Jack, Joseph and Morton Mandel Foundation and the Mandel Supporting Foundations award $8 million to health education campus

Grant to support Case Western Reserve University and Cleveland Clinic’s health education campus conference center; wellness & preventive care education

Rendering of the CWRU Cleveland Clinic health education campus

The Jack, Joseph, and Morton Mandel Foundation and the Mandel Supporting Foundations announced an $8 million grant to the health education campus of Case Western Reserve University and Cleveland Clinic. The award will support construction of a nearly 12,000-square-foot educational conference center within the health education campus, as well as development of an academic pathway for medical students who want to focus on wellness and preventive care education.

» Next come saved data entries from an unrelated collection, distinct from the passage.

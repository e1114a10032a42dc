use std::path::PathBuf;

use thiserror::Error;

/// Errors raised while reading, parsing or rendering a template.
#[derive(Error, Debug)]
pub enum TemplateError {
    /// A tag referenced a name that is neither bound in the context nor
    /// assigned earlier in the same render.
    #[error("undefined variable '{name}'")]
    UndefinedVariable {
        /// The unresolved identifier.
        name: String,
    },

    /// Malformed tag or expression.
    #[error("syntax error on line {line}: {message}")]
    Syntax {
        /// 1-based line of the offending tag.
        line: usize,
        /// Parser message.
        message: String,
    },

    /// An operator was applied to values it does not support.
    #[error("type error: {message}")]
    Type {
        /// What went wrong.
        message: String,
    },

    /// The template file could not be read.
    #[error("failed to read template {}: {source}", path.display())]
    Io {
        /// Path of the template file.
        path: PathBuf,
        /// Underlying I/O error.
        source: std::io::Error,
    },
}

impl TemplateError {
    pub(super) fn syntax(line: usize, message: impl Into<String>) -> Self {
        Self::Syntax {
            line,
            message: message.into(),
        }
    }

    pub(super) fn type_error(message: impl Into<String>) -> Self {
        Self::Type {
            message: message.into(),
        }
    }
}

#[cfg(test)]
mod tests {
    use super::*;

    #[test]
    fn undefined_variable_names_the_variable() {
        let e = TemplateError::UndefinedVariable {
            name: "var".to_string(),
        };
        assert_eq!(e.to_string(), "undefined variable 'var'");
    }

    #[test]
    fn syntax_error_reports_line() {
        let e = TemplateError::syntax(3, "unclosed tag");
        assert_eq!(e.to_string(), "syntax error on line 3: unclosed tag");
    }

    #[test]
    fn io_error_has_source() {
        use std::error::Error as _;
        let e = TemplateError::Io {
            path: PathBuf::from("motd.erb"),
            source: std::io::Error::from(std::io::ErrorKind::NotFound),
        };
        assert!(e.to_string().contains("motd.erb"));
        assert!(e.source().is_some());
    }
}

“This partnership between Case Western Reserve and Cleveland Clinic appears to me to hold great potential to positively impact health education,” said Morton Mandel, chairman and CEO of the Mandel Foundation.

Decades of studies have demonstrated that the vast majority of chronic conditions can be ameliorated or even eliminated through changes in lifestyle. The leading root causes of death in this country are tobacco use, poor diet and physical inactivity, and alcohol consumption. Research abroad has confirmed the compelling impact of behavior on outcomes. A study of more than 23,000 people in Germany, for example, found that four choices reduced the risk of chronic disease by 80 percent: never smoking; maintaining a Body Mass Index lower than 30; exercising at least 3.5 hours a week; and healthy eating (lots of fruits and vegetables, whole-grain bread, and low meat consumption).

The reasons for the persistence of poor choices range from economic (for example, the persistence of “food deserts” in inner-city areas that offer limited access to healthy choices) to environmental (walkability, land use and so forth), to social, psychological, educational and more. Engaging some of the nation’s top medical students in exploring and understanding these complex issues, then, could provide new insights—not to mention meaningful change.

The Mandel Foundation commitment includes $1.5 million to support development of a wellness and prevention pathway, as well as another $1.5 million to endow a professorship for that pathway. This faculty leader would lead creation of the new curriculum, recruit students to the program, and help integrate the pathway’s innovative approaches into residencies and other hospital training programs at Cleveland Clinic.

Toby Cosgrove, MD, Cleveland Clinic’s president and CEO, is well-known for his advocacy of healthier choices. In 2005, the hospital system adopted a smoke-free policy, and two years later decided it would no longer hire smokers. The hospital removed fryers from its own food offerings, and introduced yoga and exercise classes.

“The Mandel Foundation has provided us with an important opportunity to add a specific prevention and wellness focus to our medical education programs,” Cosgrove said. “We know that lifestyle choices have a major impact on health. This grant will allow us to train the next generation of health care providers with this in mind, turning our knowledge into meaningful change.”

The remaining $5 million of the grant will support a conference center that will include a 12,000-square-foot auditorium and lecture hall that can be converted into three smaller rooms. By providing such large, state-of-the art learning spaces, the foundation seeks to advance one of the central principles of the health education campus: true innovation in inter-professional education. As home to education programs in dentistry, nursing and medicine, the 485,000-square-foot campus is designed to encourage interaction among students both inside and out of class. The building features shared dining areas, student lounges and more.

“Research shows that team-based health care leads to better outcomes for patients and higher job satisfaction for the professionals who treat them,” President Barbara R. Snyder said. “By integrating elements of these students’ coursework, and providing so much common space, we aim to graduate students with a deep understanding and appreciation of how each profession can contribute to the patients’ best interest. We deeply appreciate the Jack, Joseph and Morton Mandel Foundation’s support for these efforts.”